Monday, April 15, 2013
Uncommon Bestsellers l #82-89
#82: Love In Vain: A Vision of Robert Johnson, by Alan Greenberg - You can always tell when Bookseller Joe really likes something because his eyes ablaze, as if embroidering two stop signs on your forehead, and he says the word "amazing" as frequently as teenagers say "like" or "why?" or "no, this sucks." Alan Greenberg's vision is a screenplay without borders. With elements of fiction, anthropology, history, and blues, Robert Johnson's short life explodes off the screen, "even if it's just inside your head." See what I did there? I inserted a quote from Entertainment Weekly's blurb to complement and dovetail joint my own half-baked idea. Poets do this all the time when asked to blurb friends' books, culling lines of text to color up and fill the blanks in of the fact they neither understood nor read all of their friend's poems. You want to talk about suspending disbelief, read the back of Love In Vain and picture Werner Herzog, Robert Palmer, David Lynch, and Dylan sitting down to lunch, and Palmer saying, "Anyone read Greenberg's thing on Johnson?" as Bob Dylan nods and Werner Herzog launches into some haphazard, aimless scree about the nature of reality, when who should raise his hand but... who's on base... David Lynch, in protest, but before he can it's clear that Dylan fell asleep. Who then wakes up and, without saying a word, begins recording his next album.
#84: Odessa, by Patricia Kirkpatrick - Poetry is 20% off this month. Normally, I'd leave it at that and get back to putting stickers on the books that have dull jackets. But as you probably know, the Minnesota Book Awards were just announced and this year's prize in poetry went to Patricia Kirkpatrick for her stunning collection, Odessa, which inhabits both the underworld of ancient Greek mythology and memory of a speaker diagnosed with brain cancer.

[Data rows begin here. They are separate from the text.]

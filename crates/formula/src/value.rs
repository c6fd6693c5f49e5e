//! Value types shared by formulas, decision points and features.

use serde::{Deserialize, Serialize};
use std::cmp::Ordering;
use std::fmt;

/// The closed set of types a formula, decision point or feature can carry.
///
/// Persisted as a small integer (`Int = 0`, `Float = 1`, `Bool = 2`,
/// `String = 3`).
#[derive(Debug, Clone, Copy, PartialEq, Eq, PartialOrd, Ord, Hash, Serialize, Deserialize)]
#[serde(into = "u8", try_from = "u8")]
pub enum ValueType {
    Int,
    Float,
    Bool,
    String,
}

impl ValueType {
    pub const ALL: [ValueType; 4] = [
        ValueType::Int,
        ValueType::Float,
        ValueType::Bool,
        ValueType::String,
    ];

    pub fn is_numeric(self) -> bool {
        matches!(self, ValueType::Int | ValueType::Float)
    }

    pub fn as_str(self) -> &'static str {
        match self {
            ValueType::Int => "int",
            ValueType::Float => "float",
            ValueType::Bool => "bool",
            ValueType::String => "string",
        }
    }

    /// Parse the lowercase name used in catalogs and on the command line.
    pub fn from_name(name: &str) -> Option<Self> {
        match name.to_ascii_lowercase().as_str() {
            "int" | "integer" => Some(ValueType::Int),
            "float" | "double" => Some(ValueType::Float),
            "bool" | "boolean" => Some(ValueType::Bool),
            "string" | "str" => Some(ValueType::String),
            _ => None,
        }
    }
}

impl From<ValueType> for u8 {
    fn from(value: ValueType) -> u8 {
        match value {
            ValueType::Int => 0,
            ValueType::Float => 1,
            ValueType::Bool => 2,
            ValueType::String => 3,
        }
    }
}

impl TryFrom<u8> for ValueType {
    type Error = String;

    fn try_from(value: u8) -> Result<Self, Self::Error> {
        match value {
            0 => Ok(ValueType::Int),
            1 => Ok(ValueType::Float),
            2 => Ok(ValueType::Bool),
            3 => Ok(ValueType::String),
            other => Err(format!("unknown value type tag {}", other)),
        }
    }
}

impl fmt::Display for ValueType {
    fn fmt(&self, f: &mut fmt::Formatter<'_>) -> fmt::Result {
        f.write_str(self.as_str())
    }
}

/// A concrete value held by a literal, a feature or an evaluated decision.
///
/// Values are totally ordered: first by type, then by payload. Floats are
/// compared with [`f64::total_cmp`], so equality is bitwise-consistent with
/// the ordering.
#[derive(Debug, Clone, Serialize, Deserialize)]
#[serde(untagged)]
pub enum Value {
    Bool(bool),
    Int(i64),
    Float(f64),
    String(String),
}

impl Value {
    pub fn ty(&self) -> ValueType {
        match self {
            Value::Int(_) => ValueType::Int,
            Value::Float(_) => ValueType::Float,
            Value::Bool(_) => ValueType::Bool,
            Value::String(_) => ValueType::String,
        }
    }

    pub fn as_int(&self) -> Option<i64> {
        match self {
            Value::Int(v) => Some(*v),
            _ => None,
        }
    }

    pub fn as_float(&self) -> Option<f64> {
        match self {
            Value::Float(v) => Some(*v),
            _ => None,
        }
    }

    pub fn as_bool(&self) -> Option<bool> {
        match self {
            Value::Bool(v) => Some(*v),
            _ => None,
        }
    }

    pub fn as_str(&self) -> Option<&str> {
        match self {
            Value::String(v) => Some(v),
            _ => None,
        }
    }
}

impl Ord for Value {
    fn cmp(&self, other: &Self) -> Ordering {
        match (self, other) {
            (Value::Int(a), Value::Int(b)) => a.cmp(b),
            (Value::Float(a), Value::Float(b)) => a.total_cmp(b),
            (Value::Bool(a), Value::Bool(b)) => a.cmp(b),
            (Value::String(a), Value::String(b)) => a.cmp(b),
            _ => self.ty().cmp(&other.ty()),
        }
    }
}

impl PartialOrd for Value {
    fn partial_cmp(&self, other: &Self) -> Option<Ordering> {
        Some(self.cmp(other))
    }
}

impl PartialEq for Value {
    fn eq(&self, other: &Self) -> bool {
        self.cmp(other) == Ordering::Equal
    }
}

impl Eq for Value {}

impl fmt::Display for Value {
    fn fmt(&self, f: &mut fmt::Formatter<'_>) -> fmt::Result {
        match self {
            Value::Int(v) => write!(f, "{}", v),
            Value::Float(v) => write!(f, "{:?}", v),
            Value::Bool(v) => write!(f, "{}", v),
            Value::String(v) => write!(f, "{:?}", v),
        }
    }
}

impl From<i64> for Value {
    fn from(value: i64) -> Self {
        Value::Int(value)
    }
}

impl From<f64> for Value {
    fn from(value: f64) -> Self {
        Value::Float(value)
    }
}

impl From<bool> for Value {
    fn from(value: bool) -> Self {
        Value::Bool(value)
    }
}

impl From<&str> for Value {
    fn from(value: &str) -> Self {
        Value::String(value.to_string())
    }
}
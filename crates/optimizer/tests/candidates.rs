use gramforge_formula::{
    EvolutionStrategy, FeatureRef, FeatureSet, Formula, FormulaError, GenContext, Grammar, Value,
    ValueType,
};
use gramforge_optimizer::{Candidate, DecisionPoint, KnowledgeBase, OptimizationCatalog};
use proptest::prelude::*;
use std::collections::BTreeSet;

/// Flips every literal it reaches and counts how often it was asked.
#[derive(Default)]
struct CountingFlip {
    visits: usize,
}

impl EvolutionStrategy for CountingFlip {
    fn evolve_children(
        &mut self,
        _children: Vec<&mut Formula>,
        _depth: usize,
        _ctx: &mut GenContext<'_>,
    ) -> Result<(), FormulaError> {
        self.visits += 1;
        Ok(())
    }

    fn mutate_value(&mut self, value: &mut Value, _ctx: &mut GenContext<'_>) {
        self.visits += 1;
        if let Value::Bool(flag) = value {
            *flag = !*flag;
        }
    }

    fn mutate_feature(&mut self, _feature: &mut FeatureRef, _ty: ValueType, _ctx: &mut GenContext<'_>) {
        self.visits += 1;
    }
}

fn features() -> FeatureSet {
    FeatureSet::new()
        .with("inst_count", "", 840i64)
        .with("opcode", "br", 77i64)
        .with("loop_depth", "", 2i64)
        .with("is_leaf", "", true)
        .with("est_cycles", "", 1.9e4)
}

fn generated(seed: u64, parameterized: bool) -> Candidate {
    let features = features();
    let grammar = Grammar::default();
    let mut rng = fastrand::Rng::with_seed(seed);
    let mut ctx = GenContext::new(&grammar, &features, &mut rng);
    let points = OptimizationCatalog::default_passes().decision_points(parameterized);
    let mut candidate = Candidate::new();
    candidate.generate_missing(&points, &mut ctx).unwrap();
    candidate
}

#[test]
fn evolve_touches_exactly_the_requested_share() {
    let features = features();
    let grammar = Grammar::default();
    let mut rng = fastrand::Rng::with_seed(11);
    let mut ctx = GenContext::new(&grammar, &features, &mut rng);

    let mut candidate = Candidate::new();
    for i in 0..10 {
        candidate
            .insert(DecisionPoint::flag(&format!("opt{}", i)), Formula::literal(false))
            .unwrap();
    }
    let before = candidate.clone();

    let mut strategy = CountingFlip::default();
    let evolved = candidate.evolve(0.5, &mut strategy, &mut ctx).unwrap();
    assert_eq!(evolved, 5);
    assert_eq!(strategy.visits, 5);

    let changed = before
        .formulas()
        .zip(candidate.formulas())
        .filter(|((_, old), (_, new))| old != new)
        .count();
    assert_eq!(changed, 5);
}

#[test]
fn evolve_with_zero_rate_is_a_no_op() {
    let features = features();
    let grammar = Grammar::default();
    let mut rng = fastrand::Rng::with_seed(3);
    let mut ctx = GenContext::new(&grammar, &features, &mut rng);

    let mut candidate = generated(5, false);
    candidate.score = 2.5;
    candidate.count = 4;
    let before = candidate.clone();
    let mut strategy = CountingFlip::default();
    assert_eq!(candidate.evolve(0.0, &mut strategy, &mut ctx).unwrap(), 0);
    assert_eq!(strategy.visits, 0);
    assert_eq!(candidate, before);
    assert_eq!((candidate.score, candidate.count), (2.5, 4));
}

#[test]
fn knowledge_base_round_trips_through_a_file() {
    let dir = tempfile::tempdir().unwrap();
    let path = dir.path().join("nested").join("kb.json");

    let mut knowledge = KnowledgeBase::new();
    for seed in 0..12 {
        let mut candidate = generated(seed, seed % 2 == 0);
        candidate.score = seed as f64 * 0.25;
        candidate.count = seed as u32 + 1;
        knowledge.update(candidate);
    }
    knowledge.save_to_file(&path).unwrap();

    let loaded = KnowledgeBase::load_from_file(&path).unwrap();
    assert_eq!(loaded.len(), knowledge.len());
    for (a, b) in knowledge.iter().zip(loaded.iter()) {
        assert_eq!(a, b);
        assert_eq!((a.score, a.count), (b.score, b.count));
    }
}

#[test]
fn missing_knowledge_base_is_empty() {
    let dir = tempfile::tempdir().unwrap();
    let loaded = KnowledgeBase::load_from_file(&dir.path().join("absent.json")).unwrap();
    assert!(loaded.is_empty());
}

#[test]
fn malformed_knowledge_base_is_an_error() {
    let dir = tempfile::tempdir().unwrap();
    let path = dir.path().join("kb.json");
    std::fs::write(&path, "[{\"score\": 1.0, \"count\": \"many\"}]").unwrap();
    assert!(KnowledgeBase::load_from_file(&path).is_err());
}

#[test]
fn generate_missing_covers_new_points() {
    let features = features();
    let grammar = Grammar::default();
    let mut rng = fastrand::Rng::with_seed(8);
    let mut ctx = GenContext::new(&grammar, &features, &mut rng);

    let catalog = OptimizationCatalog::default_passes();
    let mut candidate = generated(1, false);
    let flags = catalog.decision_points(false);
    let all = catalog.decision_points(true);
    assert!(candidate.is_complete(&flags));
    assert!(!candidate.is_complete(&all));

    let extra: BTreeSet<_> = all.difference(&flags).cloned().collect();
    assert_eq!(candidate.generate_missing(&all, &mut ctx).unwrap(), extra.len());
    for point in &extra {
        assert_eq!(candidate.get(point).unwrap().ty(), point.ty());
    }
}

proptest! {
    #[test]
    fn candidate_order_is_total(a in 0u64..500, b in 0u64..500, c in 0u64..500) {
        let (ca, cb, cc) = (generated(a, a % 3 == 0), generated(b, b % 3 == 0), generated(c, c % 3 == 0));
        let relations = [ca < cb, ca == cb, cb < ca];
        prop_assert_eq!(relations.iter().filter(|r| **r).count(), 1);
        if ca < cb && cb < cc {
            prop_assert!(ca < cc);
        }
    }

    #[test]
    fn candidate_record_round_trip(seed in any::<u64>()) {
        let mut candidate = generated(seed, true);
        candidate.score = 1.5;
        candidate.count = 2;
        let mut knowledge = KnowledgeBase::new();
        knowledge.update(candidate.clone());
        let json = knowledge.to_json().unwrap();
        let loaded = KnowledgeBase::from_json(&json).unwrap();
        let restored = loaded.get(0).unwrap();
        prop_assert_eq!(restored, &candidate);
        prop_assert_eq!((restored.score, restored.count), (1.5, 2));
    }
}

At this point in the blog post I had planned to upload a video of Patricia Kirkpatrick reading from Odessa at Common Good Books. Wouldn't that have been something? Unfortunately, things don't always go as planned, and the video I took and tried to email to myself is either floating in the cloud and on its way or accidentally gone forever. I'm the glass half full type, so let's act as if it's on its way, still, and there's nothing to worry or feel bad about. Watch as I smile and continue on to #89. It'll be six years come August. Why?
#89: The Fault in Our Stars, by John Green - The last book on our list is once again not an uncommon book, but one that I think demonstrates how working at a bookstore changes how you look at books. As a commodity, namely. I'm kidding. Please. Books are great. Who doesn't like books? Besides the vast number of Americans who don't, I mean. I'll be honest. I should pay closer attention to the papers than I do. Not even the papers so much as the news. Not even the news so much as npr. And--you guessed it--not even npr so much as npr.org/books. Terry... Gross. If I had a nickel for each time someone came in looking for a book they heard about on npr, I'd treat myself to the first three seasons of Downton Abbey on DVD. Heck, I might even make myself some... let's see here... South of France Tomato Soup with Young Chevre to go with it (splendidtable.org/recipes). Which is why last fall I was so caught off-guard when dozens of young people came in looking for John Green's book, without flashing their sustaining member cards and reminding me that members save 10%. Instead, it seemed, that word about Green's book got spread around the old-fashioned way: by mouth. Which, in case you're wondering, is the lone exception to the rule about not spreading things by mouth. But that's what I like best (Oh, come on, guys, grow up, some of us are trying to run a respectable blog here): looking at books not as preexisting certainties or advertisements in the flesh, but conversation starters, couriers of authors and ideas you've never heard or thought of. I love opening a box, or rather, watching Joe open a box, and waiting with anticipation to see what's inside, and hoping it's not cooking books. I love finding out that John Green is worth reading from a friend instead of online or inside a magazine. In short, I love it when the news of good books takes its time and comes as a surprise, and why I'm so taken aback when I see books I thought, irrationally, were ours, in airports or in line at Super Target. More often than not, though, I'm entitled to see books as an adventure, with its attendant implications of privacy, or specialty, in hand, as if dropped down from the clouds, wrapped in a blanket. Or plastic wrap. Whatever. The point is, each and every book is as uncommon as you make it; a treasure to behold. Oh, and don't worry about #90-100. It's mostly crap books about animals.